Forum Templates and Forms for Smooth, Consistent Operations

Peer Support Forum Templates: Agendas, Guidelines & Forms

Introduction

Peer forums tend to work best when the basics are steady: clear boundaries, predictable structure, and a shared commitment to psychological safety.

Templates and forms can help a facilitator and member group stay aligned—without turning meetings into paperwork. This library offers lightweight, copy-ready tools that support consistent operations, especially when forums grow, rotate facilitation, or navigate emotionally charged topics. Each template is designed to reduce common drift (like advice-giving, fixing, or unstructured discussion) and keep the focus on experience sharing.

If you’re looking for a deeper foundation on psychological safety, start here: Psychological Safety.

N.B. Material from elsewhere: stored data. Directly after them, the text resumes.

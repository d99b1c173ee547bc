// Copyright 2021 IOTA Stiftung
// SPDX-License-Identifier: Apache-2.0

//! This module implements typed column decoding, for callers that know the
//! Rust shape of their rows up front.

use super::Blob;
use bigdecimal::BigDecimal;
use chrono::{
    DateTime,
    Utc,
};
use num_bigint::BigInt;
use std::{
    collections::HashMap,
    convert::TryInto,
    hash::Hash,
    net::{
        IpAddr,
        Ipv4Addr,
        Ipv6Addr,
    },
};
use uuid::Uuid;

/// The column decoder trait: build a Rust value from a raw column payload.
pub trait ColumnDecoder {
    /// Decode the column payload.
    fn try_decode_column(slice: &[u8]) -> anyhow::Result<Self>
    where
        Self: Sized;
}

impl<T: ColumnDecoder> ColumnDecoder for Option<T> {
    fn try_decode_column(slice: &[u8]) -> anyhow::Result<Self> {
        if slice.is_empty() {
            Ok(None)
        } else {
            T::try_decode_column(slice).map(Into::into)
        }
    }
}

impl ColumnDecoder for i64 {
    fn try_decode_column(slice: &[u8]) -> anyhow::Result<Self> {
        Ok(i64::from_be_bytes(slice.try_into()?))
    }
}

impl ColumnDecoder for i32 {
    fn try_decode_column(slice: &[u8]) -> anyhow::Result<Self> {
        Ok(i32::from_be_bytes(slice.try_into()?))
    }
}

impl ColumnDecoder for f64 {
    fn try_decode_column(slice: &[u8]) -> anyhow::Result<Self> {
        Ok(f64::from_be_bytes(slice.try_into()?))
    }
}

impl ColumnDecoder for f32 {
    fn try_decode_column(slice: &[u8]) -> anyhow::Result<Self> {
        Ok(f32::from_be_bytes(slice.try_into()?))
    }
}

impl ColumnDecoder for bool {
    fn try_decode_column(slice: &[u8]) -> anyhow::Result<Self> {
        anyhow::ensure!(!slice.is_empty(), "Empty boolean payload");
        Ok(slice[slice.len() - 1] != 0)
    }
}

impl ColumnDecoder for String {
    fn try_decode_column(slice: &[u8]) -> anyhow::Result<Self> {
        Ok(String::from_utf8(slice.to_vec())?)
    }
}

impl ColumnDecoder for Blob {
    fn try_decode_column(slice: &[u8]) -> anyhow::Result<Self> {
        Ok(Blob(slice.to_vec()))
    }
}

impl ColumnDecoder for Uuid {
    fn try_decode_column(slice: &[u8]) -> anyhow::Result<Self> {
        Ok(Uuid::from_slice(slice)?)
    }
}

impl ColumnDecoder for DateTime<Utc> {
    fn try_decode_column(slice: &[u8]) -> anyhow::Result<Self> {
        let millis = i64::from_be_bytes(slice.try_into()?);
        DateTime::from_timestamp_millis(millis).ok_or_else(|| anyhow::anyhow!("Timestamp out of range: {}", millis))
    }
}

impl ColumnDecoder for BigInt {
    fn try_decode_column(slice: &[u8]) -> anyhow::Result<Self> {
        anyhow::ensure!(!slice.is_empty(), "Empty varint payload");
        Ok(BigInt::from_signed_bytes_be(slice))
    }
}

impl ColumnDecoder for BigDecimal {
    fn try_decode_column(slice: &[u8]) -> anyhow::Result<Self> {
        anyhow::ensure!(slice.len() > 4, "Decimal payload too short");
        let scale = i32::from_be_bytes(slice[..4].try_into()?);
        Ok(BigDecimal::new(BigInt::from_signed_bytes_be(&slice[4..]), scale as i64))
    }
}

impl ColumnDecoder for IpAddr {
    fn try_decode_column(slice: &[u8]) -> anyhow::Result<Self> {
        Ok(if slice.len() == 4 {
            IpAddr::V4(Ipv4Addr::try_decode_column(slice)?)
        } else {
            IpAddr::V6(Ipv6Addr::try_decode_column(slice)?)
        })
    }
}

impl ColumnDecoder for Ipv4Addr {
    fn try_decode_column(slice: &[u8]) -> anyhow::Result<Self> {
        anyhow::ensure!(slice.len() == 4, "Invalid ipv4 payload length: {}", slice.len());
        Ok(Ipv4Addr::new(slice[0], slice[1], slice[2], slice[3]))
    }
}

impl ColumnDecoder for Ipv6Addr {
    fn try_decode_column(slice: &[u8]) -> anyhow::Result<Self> {
        Ok(u128::from_be_bytes(slice.try_into()?).into())
    }
}

// Collections are framed with `[short]` counts and `[short bytes]` elements
// in protocol v1/v2.
impl<E> ColumnDecoder for Vec<E>
where
    E: ColumnDecoder,
{
    fn try_decode_column(slice: &[u8]) -> anyhow::Result<Self> {
        anyhow::ensure!(slice.len() >= 2, "Collection payload too short");
        let list_len = u16::from_be_bytes(slice[..2].try_into()?) as usize;
        let mut list = Vec::with_capacity(list_len);
        let mut element_start = 2;
        for _ in 0..list_len {
            let length = u16::from_be_bytes(slice[element_start..][..2].try_into()?) as usize;
            element_start += 2;
            anyhow::ensure!(slice.len() >= element_start + length, "Not enough bytes for element");
            list.push(E::try_decode_column(&slice[element_start..][..length])?);
            element_start += length;
        }
        Ok(list)
    }
}

impl<K, V, S> ColumnDecoder for HashMap<K, V, S>
where
    K: Eq + Hash + ColumnDecoder,
    V: ColumnDecoder,
    S: ::std::hash::BuildHasher + Default,
{
    fn try_decode_column(slice: &[u8]) -> anyhow::Result<Self> {
        anyhow::ensure!(slice.len() >= 2, "Collection payload too short");
        let map_len = u16::from_be_bytes(slice[..2].try_into()?) as usize;
        let mut map: HashMap<K, V, S> = HashMap::default();
        let mut pair_start = 2;
        for _ in 0..map_len {
            let length = u16::from_be_bytes(slice[pair_start..][..2].try_into()?) as usize;
            pair_start += 2;
            anyhow::ensure!(slice.len() >= pair_start + length, "Not enough bytes for map key");
            let k = K::try_decode_column(&slice[pair_start..][..length])?;
            pair_start += length;
            let length = u16::from_be_bytes(slice[pair_start..][..2].try_into()?) as usize;
            pair_start += 2;
            anyhow::ensure!(slice.len() >= pair_start + length, "Not enough bytes for map value");
            let v = V::try_decode_column(&slice[pair_start..][..length])?;
            pair_start += length;
            map.insert(k, v);
        }
        Ok(map)
    }
}

/// Defines a typed result-set row.
pub trait RowDecoder: Sized {
    /// Define how to decode the row.
    fn try_decode_row(row: &mut super::rows::ResultRow) -> anyhow::Result<Self>;
}

impl<T> RowDecoder for T
where
    T: ColumnDecoder,
{
    fn try_decode_row(row: &mut super::rows::ResultRow) -> anyhow::Result<Self> {
        row.decode_column()
    }
}

macro_rules! row {
    ($($t:tt),*) => {
        impl<$($t: ColumnDecoder),*> RowDecoder for ($($t,)*) {
            fn try_decode_row(row: &mut super::rows::ResultRow) -> anyhow::Result<Self> {
                Ok((
                    $(
                        row.decode_column::<$t>()?,
                    )*
                ))
            }
        }
    };
}

// make a pretty staircase
row!(T1, T2);
row!(T1, T2, T3);
row!(T1, T2, T3, T4);
row!(T1, T2, T3, T4, T5);
row!(T1, T2, T3, T4, T5, T6);
row!(T1, T2, T3, T4, T5, T6, T7);
row!(T1, T2, T3, T4, T5, T6, T7, T8);
row!(T1, T2, T3, T4, T5, T6, T7, T8, T9);

#[cfg(test)]
mod tests {
    use super::*;

    #[test]
    fn typed_collection_decodes() {
        // [short] 2, then two [short bytes] framed ints
        let payload = [0x00, 0x02, 0x00, 0x04, 0, 0, 0, 1, 0x00, 0x04, 0, 0, 0, 2];
        let list: Vec<i32> = Vec::try_decode_column(&payload).unwrap();
        assert_eq!(list, vec![1, 2]);
    }

    #[test]
    fn option_column_treats_empty_as_none() {
        let value: Option<i64> = Option::try_decode_column(&[]).unwrap();
        assert!(value.is_none());
        let value: Option<i64> = Option::try_decode_column(&[0, 0, 0, 0, 0, 0, 0, 9]).unwrap();
        assert_eq!(value, Some(9));
    }
}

Getting Started: Introducing Templates Without Overwhelming the Group

The easiest way to build buy-in is to treat templates as a shared support—not a new “system.” A simple rollout often works well:

  1. Name the goal in plain language

    • “We want our forum to feel steady and easier to facilitate, even on hard weeks.”
  2. Start with a minimum set (one meeting, not a whole overhaul)

    • A working agreement
    • A standard agenda
    • A quick post-meeting pulse
  3. Invite consent and customization

    • Ask: “What wording feels like us?”
    • Keep what fits; edit what doesn’t.
  4. Run a short trial, then revisit

    • Try the templates for 3–4 meetings.
    • Make one small adjustment based on feedback.

A helpful rule of thumb: templates exist to protect the room, not to control it.


How to Use This Toolkit (Without Over-Formalizing)

These templates are meant to be flexible. Many forums use them in simple ways:

  • Choose the minimum set: one agreement, one agenda, one feedback loop.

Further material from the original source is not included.